17 February 2007

Film School in a Box for $25




If you want to learn about making movies, but you don't want to, you know, go to school for it or anything, probably the best resource you can get for the money is the box set of the "Mexico" trilogy by famed indie Robert Rodriguez. It contains his first film, El Mariachi, which he made only for practice, but was so impressive that it opened Hollywood's doors to him. Next is his follow-up film Desperado, showing what he could do with a real budget. Finally comes Once Upon a Time in Mexico, in which the filmmaker declares "film is dead" and converts his entire operation to digital.

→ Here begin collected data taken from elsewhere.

//! # tfgen_codegen
//!
//! Generates the Terraform files of a module that wraps a single provider
//! resource.
//!
//! ## Generated files
//!
//! - `resource_variables.tf` - one input variable per user-facing field
//! - `resource_impl.tf` - the `resource "<type>" "this"` block wired to variables and locals
//! - `outputs.tf` - one output per exported field
//! - `versions.tf` - Terraform and provider version constraints
//!
//! ## Example
//!
//! ```rust,no_run
//! use std::path::Path;
//! use tfgen_codegen::{AutogenConfig, ModuleGenerator};
//! use tfgen_schema::JsonFileSource;
//!
//! let config = AutogenConfig::load("autogen_config.json").unwrap();
//! let generator = ModuleGenerator::from_config(&config).unwrap();
//!
//! let source = JsonFileSource::new("schema.json");
//! let files = generator.render_from(&source, &config.provider).unwrap();
//! files.write_to(Path::new(".")).unwrap();
//! ```

pub mod config;
pub mod error;
pub mod fragment;
pub mod generator;
pub mod implementation;
pub mod outputs;
pub mod variables;
pub mod versions;

pub use config::{AutogenConfig, ConfigFormat, DEFAULT_CONFIG_PATH};
pub use error::{CodegenError, CodegenResult};
pub use fragment::Fragment;
pub use generator::{
    GeneratedFiles, ModuleGenerator, DO_NOT_EDIT_HEADER, IMPLEMENTATION_FILE, OUTPUTS_FILE, VARIABLES_FILE,
    VERSIONS_FILE,
};
pub use implementation::ImplementationGenerator;
pub use outputs::OutputsGenerator;
pub use variables::{type_expression, variable_declaration, variable_type, VariablesGenerator};
pub use versions::{
    latest_version, render_versions_file, update_versions_file, RegistryVersion, RegistryVersions, TfProvider,
};
//! Field inclusion, override, and sensitivity rules.
//!
//! A [`FieldPolicy`] is passed explicitly to the extractor and to every
//! generator. Allow and deny lists match a field's own name at any depth.
//! Local overrides match the dotted path of a field from the resource root.

use std::collections::BTreeSet;

use serde::{Deserialize, Serialize};

use crate::error::{SchemaError, SchemaResult};

/// Field lists as written in the autogen configuration.
#[derive(Debug, Clone, Default, PartialEq, Eq, Serialize, Deserialize)]
#[serde(deny_unknown_fields)]
pub struct FieldsConfig {
    /// Fields wired from a local expression instead of a variable.
    #[serde(default, rename = "impl")]
    pub implement_as_local: Vec<String>,
    /// Computed fields that are still exposed as inputs.
    #[serde(default)]
    pub always_allow: Vec<String>,
    /// Fields never exposed, whether computed or not.
    #[serde(default)]
    pub never_allow: Vec<String>,
    /// Fields always marked sensitive in outputs.
    #[serde(default)]
    pub always_sensitive: Vec<String>,
}

/// Which tree an extraction is building.
#[derive(Debug, Clone, Copy, PartialEq, Eq)]
pub enum Selection {
    /// User-facing inputs: variables and resource wiring.
    Inputs,
    /// Everything the resource exports, minus the never-allow list.
    Outputs,
}

/// Validated field policy for one generation run.
#[derive(Debug, Clone, Default, PartialEq, Eq)]
pub struct FieldPolicy {
    implement_as_local: BTreeSet<String>,
    always_allow: BTreeSet<String>,
    never_allow: BTreeSet<String>,
    always_sensitive: BTreeSet<String>,
}

impl FieldPolicy {
    /// Build a policy, rejecting names that are both allowed and denied.
    pub fn new(config: &FieldsConfig) -> SchemaResult<Self> {
        let policy = Self {
            implement_as_local: config.implement_as_local.iter().cloned().collect(),
            always_allow: config.always_allow.iter().cloned().collect(),
            never_allow: config.never_allow.iter().cloned().collect(),
            always_sensitive: config.always_sensitive.iter().cloned().collect(),
        };

        let conflicts: Vec<String> = policy
            .always_allow
            .intersection(&policy.never_allow)
            .cloned()
            .collect();
        if !conflicts.is_empty() {
            return Err(SchemaError::PolicyConflict(conflicts));
        }

        Ok(policy)
    }

    /// Add a path wired from a local expression.
    pub fn with_local(mut self, path: impl Into<String>) -> Self {
        self.implement_as_local.insert(path.into());
        self
    }

    pub fn with_always_allow(mut self, name: impl Into<String>) -> Self {
        self.always_allow.insert(name.into());
        self
    }

    pub fn with_never_allow(mut self, name: impl Into<String>) -> Self {
        self.never_allow.insert(name.into());
        self
    }

    pub fn with_always_sensitive(mut self, path: impl Into<String>) -> Self {
        self.always_sensitive.insert(path.into());
        self
    }

    /// A field is user facing unless it is computed-only, with allow-listed
    /// exceptions. Denied fields are never user facing.
    pub fn is_user_attribute(&self, name: &str, computed: bool) -> bool {
        if self.never_allow.contains(name) {
            return false;
        }
        !computed || self.always_allow.contains(name)
    }

    /// Outputs expose every field except denied ones.
    pub fn is_output_attribute(&self, name: &str) -> bool {
        !self.never_allow.contains(name)
    }

    /// Inclusion predicate for a field under the given selection.
    pub fn includes(&self, selection: Selection, name: &str, computed: bool) -> bool {
        match selection {
            Selection::Inputs => self.is_user_attribute(name, computed),
            Selection::Outputs => self.is_output_attribute(name),
        }
    }

    pub fn is_implemented_locally(&self, path: &str) -> bool {
        self.implement_as_local.contains(path)
    }

    pub fn is_always_sensitive(&self, path: &str) -> bool {
        self.always_sensitive.contains(path)
    }
}

impl TryFrom<&FieldsConfig> for FieldPolicy {
    type Error = SchemaError;

    fn try_from(config: &FieldsConfig) -> SchemaResult<Self> {
        FieldPolicy::new(config)
    }
}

Anyone with aspirations to indie movie making should memorize the commentary track on El Mariachi. Rodriguez there details how he begged and borrowed his way into sets, props, and actors for his zero-budget film. In addition to the excellent commentary, El Mariachi also contains Rodriguez's first "Ten Minute Film School" segment, in which he shows several examples of how his film-making style allowed him to shoot the movie for practically no money while delivering astonishing production value.


In the Desperado commentary, Rodriguez describes how he applied his unique creative style to a "Hollywood" movie. A tiny budget by Hollywood standards, but literally a thousand times what he had to spend on Mariachi! Rodriguez also gives us the second installment of his ten minute film school, "Ten More Minutes: Anatomy of a Shootout". Here he describes his use of "video storyboards" as a fast method of combining rehearsals and storyboards to communicate the intent of the scene, and also as a sort of test run for planning shots. Brilliant.


In his commentary on Once Upon a Time in Mexico, Rodriguez at once expresses his frustration with the "Hollywood way" of making a movie, and his epiphanic liberation on discovering that digital acquisition and a digital workflow allowed him to return to his rebel roots. One of the extras on the DVD is "Film is Dead, an evening with Robert Rodriguez", in which the artist gives a talk (to film students?) about shooting on digital and how it reawakens the creative process of movie-making that gets lost in the technical complexity of managing a film shoot.


Rodriguez adds another film school installment, "Ten Minute Flick School: Fast, Cheap, and in Control", in which he expresses the importance of being well versed in special effects and technology. Also included is "Inside Troublemaker Studios", a tour of the artist's private lair. If you are at all into the technical side of of the trade, you may simply expire from envy of what this man has in his garage. "That's just an Avid," he says at one point, waving at a huge bank of computer and HD monitors backed by a hundred thousand dollars of computing power and storage. "We have a couple more upstairs."


The disc also includes "The Anti-hero's Journey", a more traditional "making of" documentary, in which the creator talks about all three movies, and "The Good, The Bad, and The Bloody: Inside KNB FX". Not to mention the first installment of the Rodriguez "Ten Minute Cooking School". (Notice that the entire cooking school segment was shot by Rodriguez by himself with a small video camera.)


I love this guy, his work, his attitude, and most of all his free encouragement to all the rebel movie makers out there. And at this price, you'd have to be pretty broke not to snap up a copy of the Mexico trilogy for reference and inspiration.